We report a requirement for the viral protein kinase UL97 in human cytomegalovirus (HCMV) replication that maps to the ULb' region of the viral genome. A UL97-null (Δ97) mutant of strain TB40/E, which encodes a full-length ULb' region, exhibited replication defects, particularly in production of cell-free virus, that were more severe than those seen with a Δ97 mutant of laboratory strain AD169, which harbors extensive deletions in its ULb' region. These differences were recapitulated with additional HCMV strains by treatment with a UL97 kinase inhibitor, 1-(β-L-ribofuranosyl)-2-isopropylamino-5,6-dichlorobenzimidazole (maribavir). We observed lower levels of viral DNA synthesis and an increased requirement for UL97 in viral late gene expression in strains with full-length ULb' regions. Analysis of UL97-deficient TB40/E infections by electron microscopy revealed fewer C-capsids in nuclei, unusual viral particles in the cytoplasmic assembly compartment, and defective viral nuclear egress. Partial inhibition of viral DNA synthesis caused defects in production of cell-free virus that were up to ≈ 100-fold greater than those seen with cell-associated virus in strains TB40/E and TR, suggesting that UL97-dependent defects in cell-free virus production in strains with full-length ULb' regions were secondary to DNA synthesis defects.

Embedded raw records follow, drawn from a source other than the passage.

use crate::types::report::Report;

pub fn to_markdown(report: &Report) -> String {
    let mut output = String::new();
    output.push_str("# Repository Grade\n\n");
    output.push_str(&format!(
        "{} Overall score: {}/100 ({})\n\n",
        report.badge.symbol(),
        report.overall_score,
        report.skill_level.as_str()
    ));
    output.push_str(&report.summary);
    output.push_str("\n\n");

    output.push_str("## Category Scores\n\n");
    output.push_str("| Category | Score |\n| --- | --- |\n");
    for (category, view) in &report.scores.0 {
        output.push_str(&format!(
            "| {} | {}/{} |\n",
            category.label(),
            view.score,
            view.max_score
        ));
    }
    output.push('\n');

    output.push_str("## Issues\n\n");
    if report.issue_count() == 0 {
        output.push_str("- none\n\n");
    } else {
        for (kind, partial) in &report.analyzers {
            for issue in &partial.issues {
                output.push_str(&format!("- [{}] {}\n", kind.id(), issue.message));
            }
        }
        output.push('\n');
    }

    output.push_str("## Roadmap\n\n");
    for (index, step) in report.roadmap.iter().enumerate() {
        output.push_str(&format!("{}. {}\n", index + 1, step));
    }

    output
}
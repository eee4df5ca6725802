use crate::error::ToolFailure;
use std::path::Path;
use std::process::Stdio;
use std::time::Duration;
use tokio::process::Command;
use tracing::debug;

#[derive(Debug, Clone)]
pub struct ToolOutput {
    pub status: i32,
    pub stdout: String,
    pub stderr: String,
}

/// Runs `argv` in `dir` to completion or until `deadline`; the child is killed on timeout.
pub async fn run_tool(
    argv: &[String],
    dir: &Path,
    deadline: Duration,
) -> Result<ToolOutput, ToolFailure> {
    run_tool_with_env(argv, dir, &[], deadline).await
}

/// Like [`run_tool`], with extra environment variables for the child.
pub async fn run_tool_with_env(
    argv: &[String],
    dir: &Path,
    envs: &[(&str, &str)],
    deadline: Duration,
) -> Result<ToolOutput, ToolFailure> {
    let Some((program, args)) = argv.split_first() else {
        return Err(ToolFailure::Spawn {
            tool: "<empty>".to_string(),
            reason: "no command configured".to_string(),
        });
    };

    debug!(tool = %program, ?args, dir = %dir.display(), "running tool");
    let child = Command::new(program)
        .args(args)
        .current_dir(dir)
        .env("GIT_TERMINAL_PROMPT", "0")
        .envs(envs.iter().copied())
        .stdin(Stdio::null())
        .stdout(Stdio::piped())
        .stderr(Stdio::piped())
        .kill_on_drop(true)
        .spawn()
        .map_err(|e| ToolFailure::Spawn {
            tool: program.clone(),
            reason: e.to_string(),
        })?;

    let output = match tokio::time::timeout(deadline, child.wait_with_output()).await {
        Ok(Ok(output)) => output,
        Ok(Err(e)) => {
            return Err(ToolFailure::Spawn {
                tool: program.clone(),
                reason: e.to_string(),
            })
        }
        Err(_) => {
            return Err(ToolFailure::Timeout {
                tool: program.clone(),
                secs: deadline.as_secs(),
            })
        }
    };

    Ok(ToolOutput {
        status: output.status.code().unwrap_or(-1),
        stdout: String::from_utf8_lossy(&output.stdout).into_owned(),
        stderr: String::from_utf8_lossy(&output.stderr).trim().to_string(),
    })
}
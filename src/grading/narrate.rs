use crate::types::facts::{RepoFacts, RepoMetadata};
use crate::types::report::SkillLevel;
use crate::types::score::{AnalyzerKind, PartialScore};
use std::collections::BTreeMap;

/// Builds the prose summary. Output depends only on its inputs.
pub fn summarize(
    overall: u8,
    skill: SkillLevel,
    results: &BTreeMap<AnalyzerKind, PartialScore>,
    facts: &RepoFacts,
) -> String {
    let mut sentences = vec![format!(
        "This repository has an overall score of {overall}/100, reflecting {} level development practices.",
        skill.as_str()
    )];

    for kind in AnalyzerKind::ALL {
        if let Some(partial) = results.get(&kind) {
            sentences.push(describe(kind, partial));
        }
    }

    if let Some(meta) = &facts.metadata {
        let mut community = format!(
            "The project has {} stars and {} forks",
            meta.stars, meta.forks
        );
        match meta.days_since_update(facts.observed_at) {
            Some(days) => community.push_str(&format!(" and was last updated {days} days ago.")),
            None => community.push('.'),
        }
        sentences.push(community);
        sentences.push(activity(meta, facts));
    }

    let attention: Vec<&str> = AnalyzerKind::ALL
        .iter()
        .filter_map(|kind| results.get(kind))
        .flat_map(|partial| partial.issues.iter().map(|issue| issue.message.as_str()))
        .collect();
    if !attention.is_empty() {
        sentences.push(format!(
            "Key areas that need attention: {}.",
            attention.join("; ")
        ));
    }

    sentences.join(" ")
}

fn activity(meta: &RepoMetadata, facts: &RepoFacts) -> String {
    let languages = meta.languages.len();
    let plural = if languages == 1 { "" } else { "s" };
    let maintenance = match meta.days_since_update(facts.observed_at) {
        Some(days) if days < 30 => "active",
        _ => "moderate",
    };
    match facts.history.collected() {
        Some(history) => format!(
            "The repository shows {languages} programming language{plural} and {} commits, indicating {maintenance} maintenance.",
            history.commit_count
        ),
        None => format!(
            "The repository shows {languages} programming language{plural}, indicating {maintenance} maintenance."
        ),
    }
}

fn describe(kind: AnalyzerKind, partial: &PartialScore) -> String {
    let subject = capitalize(kind.title());
    let (score, max) = (partial.score, partial.max_score);
    let ratio = partial.ratio();
    if ratio >= 0.8 {
        format!("{subject} is strong ({score}/{max}).")
    } else if ratio >= 0.5 {
        format!("{subject} is adequate ({score}/{max}).")
    } else {
        format!("{subject} has room for improvement ({score}/{max}).")
    }
}

fn capitalize(text: &str) -> String {
    let mut chars = text.chars();
    match chars.next() {
        Some(first) => first.to_uppercase().chain(chars).collect(),
        None => String::new(),
    }
}
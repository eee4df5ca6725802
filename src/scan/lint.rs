use super::tools::run_tool_with_env;
use crate::error::ToolFailure;
use crate::types::config::{ConfigFormat, LintConfig};
use crate::types::facts::{LintSummary, Probe};
use serde::Deserialize;
use serde_json::json;
use std::io::Write;
use std::path::Path;
use std::time::Duration;

const LINT_TOOL: &str = "eslint";
const LINTABLE_EXTENSIONS: [&str; 4] = ["js", "jsx", "mjs", "cjs"];

#[derive(Debug, Deserialize)]
#[serde(rename_all = "camelCase")]
struct EslintFileResult {
    #[serde(default)]
    error_count: u32,
    #[serde(default)]
    warning_count: u32,
}

pub fn lintable_files(files: &[String]) -> Vec<&String> {
    files
        .iter()
        .filter(|path| {
            path.rsplit_once('.')
                .map(|(_, ext)| LINTABLE_EXTENSIONS.contains(&ext.to_ascii_lowercase().as_str()))
                .unwrap_or(false)
        })
        .collect()
}

/// Flat config module. `@eslint/js` and `globals` are resolved from the
/// engine's own install first, then from the linted project.
const FLAT_CONFIG_TEMPLATE: &str = r#""use strict";
const path = require("node:path");
const { createRequire } = require("node:module");

const options = __OPTIONS__;
const bases = [process.argv[1], path.join(process.cwd(), "noop.js")].filter(Boolean);

function load(name) {
  for (const base of bases) {
    try {
      return createRequire(base)(name);
    } catch (_) {}
  }
  return null;
}

const js = load("@eslint/js");
if (!js) {
  throw new Error("@eslint/js is not installed alongside eslint");
}
const globals = load("globals") || {};
const aliases = { es6: "es2015" };
const declared = Object.assign(
  {},
  ...options.environments.map((env) => globals[aliases[env] || env] || {}),
);

module.exports = [
  { ignores: ["node_modules/**"] },
  js.configs[options.preset],
  {
    files: options.files,
    languageOptions: {
      ecmaVersion: options.ecmaVersion,
      sourceType: options.sourceType,
      globals: declared,
      parserOptions: { ecmaFeatures: { jsx: true } },
    },
  },
];
"#;

/// Flat config module source for ESLint 9.
pub fn flat_config(config: &LintConfig) -> String {
    let preset = config
        .rule_set
        .strip_prefix("eslint:")
        .unwrap_or(&config.rule_set);
    let files = LINTABLE_EXTENSIONS
        .iter()
        .map(|ext| format!("**/*.{ext}"))
        .collect::<Vec<_>>();
    let options = json!({
        "preset": preset,
        "environments": config.environments,
        "files": files,
        "ecmaVersion": config.ecma_version,
        "sourceType": config.source_type.as_str(),
    });
    FLAT_CONFIG_TEMPLATE.replace("__OPTIONS__", &options.to_string())
}

/// Legacy `.eslintrc` configuration for ESLint 8 and older.
pub fn legacy_config(config: &LintConfig) -> serde_json::Value {
    let env = config
        .environments
        .iter()
        .map(|name| (name.clone(), serde_json::Value::Bool(true)))
        .collect::<serde_json::Map<_, _>>();
    json!({
        "root": true,
        "env": env,
        "extends": config.rule_set,
        "parserOptions": {
            "ecmaVersion": config.ecma_version,
            "sourceType": config.source_type.as_str(),
        },
    })
}

pub async fn lint(
    root: &Path,
    files: &[String],
    config: &LintConfig,
    deadline: Duration,
) -> Probe<LintSummary> {
    let targets = lintable_files(files);
    if targets.is_empty() {
        return Probe::Unavailable("no JavaScript sources to lint".to_string());
    }
    Probe::from_tool(run_engine(root, targets.len(), config, deadline).await)
}

/// Arguments appended to the configured command, plus the environment that
/// pins the engine to the matching configuration system.
fn engine_args(
    format: ConfigFormat,
    config_path: &str,
) -> (Vec<String>, &'static [(&'static str, &'static str)]) {
    match format {
        ConfigFormat::Flat => (
            vec![
                "-c".to_string(),
                config_path.to_string(),
                "--format".to_string(),
                "json".to_string(),
                ".".to_string(),
            ],
            &[("ESLINT_USE_FLAT_CONFIG", "true")],
        ),
        ConfigFormat::Legacy => (
            vec![
                "--no-eslintrc".to_string(),
                "-c".to_string(),
                config_path.to_string(),
                "--format".to_string(),
                "json".to_string(),
                "--ext".to_string(),
                LINTABLE_EXTENSIONS
                    .iter()
                    .map(|ext| format!(".{ext}"))
                    .collect::<Vec<_>>()
                    .join(","),
                "--ignore-pattern".to_string(),
                "node_modules/".to_string(),
                ".".to_string(),
            ],
            &[("ESLINT_USE_FLAT_CONFIG", "false")],
        ),
    }
}

async fn run_engine(
    root: &Path,
    target_count: usize,
    config: &LintConfig,
    deadline: Duration,
) -> Result<LintSummary, ToolFailure> {
    let (suffix, contents) = match config.config_format {
        ConfigFormat::Flat => (".cjs", flat_config(config)),
        ConfigFormat::Legacy => (".json", legacy_config(config).to_string()),
    };
    let mut config_file = tempfile::Builder::new()
        .prefix("gitgrade-eslint")
        .suffix(suffix)
        .tempfile()
        .map_err(|e| spawn_failure(e.to_string()))?;
    config_file
        .write_all(contents.as_bytes())
        .map_err(|e| spawn_failure(e.to_string()))?;

    let config_path = config_file.path().display().to_string();
    let (args, envs) = engine_args(config.config_format, &config_path);
    let mut argv = config.command.clone();
    argv.extend(args);

    let output = run_tool_with_env(&argv, root, envs, deadline).await?;
    // 0 = clean, 1 = findings; anything else is an engine failure.
    if output.status != 0 && output.status != 1 {
        return Err(ToolFailure::Exit {
            tool: LINT_TOOL.to_string(),
            status: output.status,
            stderr: output.stderr,
        });
    }
    let mut summary = parse_lint_output(&output.stdout)?;
    if summary.files_linted == 0 {
        summary.files_linted = target_count;
    }
    Ok(summary)
}

pub fn parse_lint_output(stdout: &str) -> Result<LintSummary, ToolFailure> {
    let results: Vec<EslintFileResult> =
        serde_json::from_str(stdout.trim()).map_err(|e| ToolFailure::Parse {
            tool: LINT_TOOL.to_string(),
            reason: e.to_string(),
        })?;
    Ok(LintSummary {
        error_count: results.iter().map(|file| file.error_count).sum(),
        warning_count: results.iter().map(|file| file.warning_count).sum(),
        files_linted: results.len(),
    })
}

fn spawn_failure(reason: String) -> ToolFailure {
    ToolFailure::Spawn {
        tool: LINT_TOOL.to_string(),
        reason,
    }
}

#[cfg(test)]
mod tests {
    use super::*;
    use crate::types::config::SourceType;
    use tempfile::TempDir;

    #[test]
    fn parse_lint_output_sums_per_file_counts() {
        let stdout = r#"[
            {"filePath":"/r/a.js","messages":[],"errorCount":2,"warningCount":1},
            {"filePath":"/r/b.js","messages":[],"errorCount":0,"warningCount":3}
        ]"#;
        let summary = parse_lint_output(stdout).expect("output should parse");
        assert_eq!(summary.error_count, 2);
        assert_eq!(summary.warning_count, 4);
        assert_eq!(summary.files_linted, 2);
    }

    #[test]
    fn parse_lint_output_rejects_garbage() {
        let result = parse_lint_output("Oops! Something went wrong!");
        assert!(matches!(result, Err(ToolFailure::Parse { .. })));
    }

    #[test]
    fn flat_config_embeds_preset_and_language_options() {
        let config = LintConfig {
            rule_set: "eslint:all".to_string(),
            environments: vec!["node".to_string()],
            ecma_version: 2022,
            ..LintConfig::default()
        };
        let module = flat_config(&config);
        assert!(!module.contains("__OPTIONS__"));
        assert!(module.contains(r#""preset":"all""#));
        assert!(module.contains(r#""environments":["node"]"#));
        assert!(module.contains(r#""ecmaVersion":2022"#));
        assert!(module.contains(r#""sourceType":"module""#));
        assert!(module.contains(r#""**/*.jsx""#));
        assert!(module.contains("module.exports"));
    }

    #[test]
    fn flat_mode_drops_legacy_only_flags() {
        let (args, envs) = engine_args(ConfigFormat::Flat, "/tmp/cfg.cjs");
        assert_eq!(args, vec!["-c", "/tmp/cfg.cjs", "--format", "json", "."]);
        assert!(!args.iter().any(|arg| arg == "--no-eslintrc" || arg == "--ext"));
        assert_eq!(envs, &[("ESLINT_USE_FLAT_CONFIG", "true")]);
    }

    #[test]
    fn legacy_mode_keeps_eslintrc_flags() {
        let (args, envs) = engine_args(ConfigFormat::Legacy, "/tmp/cfg.json");
        assert_eq!(args[0], "--no-eslintrc");
        assert!(args.contains(&".js,.jsx,.mjs,.cjs".to_string()));
        assert_eq!(envs, &[("ESLINT_USE_FLAT_CONFIG", "false")]);
    }

    #[test]
    fn legacy_config_reflects_options() {
        let config = LintConfig {
            environments: vec!["node".to_string()],
            ecma_version: 2018,
            source_type: SourceType::Script,
            ..LintConfig::default()
        };
        let rendered = legacy_config(&config);
        assert_eq!(rendered["env"]["node"], serde_json::Value::Bool(true));
        assert_eq!(rendered["parserOptions"]["ecmaVersion"], 2018);
        assert_eq!(rendered["parserOptions"]["sourceType"], "script");
        assert_eq!(rendered["extends"], "eslint:recommended");
    }

    #[tokio::test]
    async fn lint_is_unavailable_without_javascript() {
        let dir = TempDir::new().expect("temp dir should be created");
        let files = vec!["src/main.rs".to_string()];
        let probe = lint(
            dir.path(),
            &files,
            &LintConfig::default(),
            Duration::from_secs(5),
        )
        .await;
        assert!(matches!(probe, Probe::Unavailable(_)));
    }

    #[tokio::test]
    async fn missing_engine_degrades_to_failed_probe() {
        let dir = TempDir::new().expect("temp dir should be created");
        let files = vec!["index.js".to_string()];
        let config = LintConfig {
            command: vec!["gitgrade-missing-eslint".to_string()],
            ..LintConfig::default()
        };
        let probe = lint(dir.path(), &files, &config, Duration::from_secs(5)).await;
        assert!(matches!(probe, Probe::Failed(_)));
    }
}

Accordingly, a chimeric virus in which the ULb' region of TB40/E was replaced with that of AD169 showed reduced effects of UL97 inhibition on viral DNA synthesis, late gene expression, and production of cell-free virus compared to parental TB40/E. Together, these results argue that the ULb' region encodes a factor(s) which invokes an increased requirement for UL97 during viral DNA synthesis.